Alan: We actually did it. We did

a project just using Google's hand tracking library. We managed to
make the watch sit on the wrist, but it was kind of glitchy. It would
sit weird. And yeah, it was-- it was not great, but we made it work,
it just wasn't sellable.

Varag: Yeah.

Alan: So this is really a

foundational software. And I know you guys are working with some of
the larger manufacturers. You want to talk about that -- or can you
talk about that -- and then what that might look like?

Varag: Yeah, I can speak a

little bit about that. So we feel -- like you said -- this is
software that really needs to be optimized for the hardware that it's
working on. The deeper it is in the stack, the better performance
you'll get, and the better synergies you'll get with all the other
technologies that are working on these devices. So that's why when I
joined the company, really, I made the focus to get as deep into the
stack as possible. We looked at the market that time a couple of
years ago to look at who is really central to defining the reference
stack. What's going to most AR and VR devices? And to me, Qualcomm
made the most sense. So we spent a lot of time working with them. As
you know -- and some of our listeners might know -- they really do
define a lot of what goes into the guts of most AR and VR devices
today. And likely in the future, too. So we work closely with them.
What that means that from a software architecture standpoint and a
hardware standpoint, we try to make our software as optimized as
possible for their reference designs. And as a result of that, any
OEMs that want to pick up a Qualcomm chip and all the technologies
around it, we're really well suited to fit along the side of all
those other technologies.

With Qualcomm's 835 -- or 845, whatever

-- their new chips are kind of really powering the future devices. I
know pretty much all of the standalone VR headsets right now and most
of the AR glasses are running on the Qualcomm chips. So this kind of
opens up the world of spatial computing. And hand tracking needs to
be there. It's kind of part and parcel. And now when Qualcomm's
announced their new XR2 chip, I think this is going to really, really
unlock it. And it's basically 10x performance right across the board.
And so you guys are well-positioned for that.

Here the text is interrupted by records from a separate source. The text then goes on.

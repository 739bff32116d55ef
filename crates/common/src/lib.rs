// Copyright Exograph, Inc. All rights reserved.
//
// Use of this software is governed by the Business Source License
// included in the LICENSE file at the root of this repository.
//
// As of the Change Date specified in that file, in accordance with
// the Business Source License, use of this software will be governed
// by the Apache License, Version 2.0.

pub mod env;
pub mod value;
// Copyright Exograph, Inc. All rights reserved.
//
// Use of this software is governed by the Business Source License
// included in the LICENSE file at the root of this repository.
//
// As of the Change Date specified in that file, in accordance with
// the Business Source License, use of this software will be governed
// by the Apache License, Version 2.0.

//! Named arguments and their projection onto a method's positional parameters.

use std::fmt::{self, Display};

use common::value::Val;
use indexmap::IndexMap;
use serde::{Deserialize, Serialize};

use crate::{
    loader::{EntityLoadError, EntityLoader},
    value::FieldValue,
};

/// A lazy identifier for a persisted entity, resolved through an [`EntityLoader`] before use.
#[derive(Debug, Clone, PartialEq, Serialize, Deserialize)]
#[serde(rename_all = "camelCase")]
pub struct EntityReference {
    pub type_name: String,
    pub id: Val,
}

impl EntityReference {
    pub fn new(type_name: impl Into<String>, id: impl Into<Val>) -> Self {
        Self {
            type_name: type_name.into(),
            id: id.into(),
        }
    }
}

impl Display for EntityReference {
    fn fmt(&self, f: &mut fmt::Formatter<'_>) -> fmt::Result {
        match self.id.as_str() {
            Some(id) => write!(f, "{}#{id}", self.type_name),
            None => write!(f, "{}#{}", self.type_name, self.id),
        }
    }
}

#[derive(Debug, Clone)]
pub enum ArgumentValue {
    Value(FieldValue),
    Entity(EntityReference),
}

impl From<FieldValue> for ArgumentValue {
    fn from(value: FieldValue) -> Self {
        ArgumentValue::Value(value)
    }
}

impl From<Val> for ArgumentValue {
    fn from(value: Val) -> Self {
        ArgumentValue::Value(FieldValue::Val(value))
    }
}

impl From<EntityReference> for ArgumentValue {
    fn from(value: EntityReference) -> Self {
        ArgumentValue::Entity(value)
    }
}

/// Arguments of a field, keyed by declared parameter name.
///
/// Insertion order carries no meaning; positional order comes from the callee.
#[derive(Debug, Clone, Default)]
pub struct ArgumentMap(IndexMap<String, ArgumentValue>);

impl ArgumentMap {
    pub fn new() -> Self {
        Self::default()
    }

    pub fn with(mut self, name: impl Into<String>, value: impl Into<ArgumentValue>) -> Self {
        self.insert(name, value);
        self
    }

    pub fn insert(&mut self, name: impl Into<String>, value: impl Into<ArgumentValue>) {
        self.0.insert(name.into(), value.into());
    }

    pub fn get(&self, name: &str) -> Option<&ArgumentValue> {
        self.0.get(name)
    }

    pub fn is_empty(&self) -> bool {
        self.0.is_empty()
    }

    pub fn len(&self) -> usize {
        self.0.len()
    }

    pub fn iter(&self) -> impl Iterator<Item = (&str, &ArgumentValue)> {
        self.0.iter().map(|(name, value)| (name.as_str(), value))
    }
}

impl<K: Into<String>, V: Into<ArgumentValue>> FromIterator<(K, V)> for ArgumentMap {
    fn from_iter<I: IntoIterator<Item = (K, V)>>(iter: I) -> Self {
        Self(
            iter.into_iter()
                .map(|(name, value)| (name.into(), value.into()))
                .collect(),
        )
    }
}

/// Project named arguments onto `params`, in declaration order.
///
/// Parameters without a matching argument are skipped, so the result is only as long as the number
/// of matches. Arguments naming no parameter are dropped. Entity references are replaced by their
/// loaded value; a loader failure aborts the adaptation.
pub(crate) async fn adapt_arguments(
    params: &[String],
    arguments: &ArgumentMap,
    loader: &dyn EntityLoader,
) -> Result<Vec<FieldValue>, EntityLoadError> {
    let mut positional = Vec::new();
    if arguments.is_empty() {
        return Ok(positional);
    }

    for param in params {
        match arguments.get(param) {
            Some(ArgumentValue::Value(value)) => positional.push(value.clone()),
            Some(ArgumentValue::Entity(reference)) => {
                positional.push(loader.load(reference).await?);
            }
            None => {}
        }
    }

    Ok(positional)
}
// Copyright Exograph, Inc. All rights reserved.
//
// Use of this software is governed by the Business Source License
// included in the LICENSE file at the root of this repository.
//
// As of the Change Date specified in that file, in accordance with
// the Business Source License, use of this software will be governed
// by the Apache License, Version 2.0.

use std::{borrow::Cow, fmt::Debug};

/// Maps a runtime type name to the name conventions are derived from.
///
/// Persistence layers decorate the names of their lazy proxies; the canonical name is the one
/// the proxied type was declared with, so a proxy and a loaded instance resolve alike.
pub trait CanonicalTypeName: Send + Sync + Debug {
    fn canonical<'a>(&self, type_name: &'a str) -> Cow<'a, str>;
}

/// Removes every occurrence of a proxy token, e.g. `DoctrineProxies\__CG__\`.
#[derive(Debug, Clone)]
pub struct StripProxyPrefix {
    token: String,
}

impl StripProxyPrefix {
    pub fn new(token: impl Into<String>) -> Self {
        Self {
            token: token.into(),
        }
    }
}

impl CanonicalTypeName for StripProxyPrefix {
    fn canonical<'a>(&self, type_name: &'a str) -> Cow<'a, str> {
        if self.token.is_empty() || !type_name.contains(self.token.as_str()) {
            Cow::Borrowed(type_name)
        } else {
            Cow::Owned(type_name.replace(self.token.as_str(), ""))
        }
    }
}

/// No canonicalization; for sources that are never proxied.
#[derive(Debug, Clone, Copy, Default)]
pub struct Identity;

impl CanonicalTypeName for Identity {
    fn canonical<'a>(&self, type_name: &'a str) -> Cow<'a, str> {
        Cow::Borrowed(type_name)
    }
}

Varag: Absolutely, yeah. And

it's pretty cool. We have every chip that comes out. The best part of
that partnership, in a sense, not just the amazing people we get to
work with, but also the chips that we get some of those first
references sites to our office,and to our labs. And it's pretty cool
that we get to experiment with the latest and greatest machine
learning models, and try to get the most out of those chips. Which in
every single chip that comes out -- which makes sense -- like we get
just a little bit more accuracy, a little more points of interest at
a lower consumption rate on those pieces of hardware. So it's pretty
cool, to see that evolve. It's pretty quick. Even though it's day to
day, it moves more quickly than people think.

Alan: I think this whole

technology stack of XR is moving. It's actually moving way, way
faster than I had ever anticipated. I was looking at 2025 for
ubiquitous AR glasses. But after seeing what came out of CES this
year, and learning about this Qualcomm XR2 chip, you've now got AR
glasses coming out en masse. CES, I think it was 11 AR glasses that
came out this year, and all of them in the form factor of a pair of
sunglasses.

Varag: What did you think of

that, by the way? Because for me, when I saw that and I saw Nreal's
glasses, which to me are the closest thing you've got to consumer AR.
I saw a lot of companies that were coming out kind of mirroring what
they were doing. Slightly different form factors, seem like fast
followers in a way. To me that seemed like a good signal.

Alan: I think it's a great

signal. I think what will happen is -- like with the VR market --
there was thousands of Chinese knockoffs of VR headsets and all of
them have gone out of business now. I think you're going to see this
kind of flooding of the market of these cheap AR glasses. And it will
come down to things like embedding technologies like Clay into it,
and having proper Qualcomm chips in there and in proper chipsets. And
it really comes down to having the full tech stack to deliver on the
quality that people really want. So I think you're going to see lots
of incumbents, you're going to see a lot of people come in and try to
take over the market. But these are not easy problems to solve, as
you know. And then--

Varag: Especially because every

maker has got to print hardware make-up, in a sense. And so it's
really about bringing these technologies together in that specific
device. I think what Qualcomm is doing and companies like us working
together is making it more-- look, I'm really looking forward to--
and this is why I joined the company in a sense. I want that iPhone
moment within this industry, where the right technologies come
together and a quote unquote, a kind of dominant design is developed.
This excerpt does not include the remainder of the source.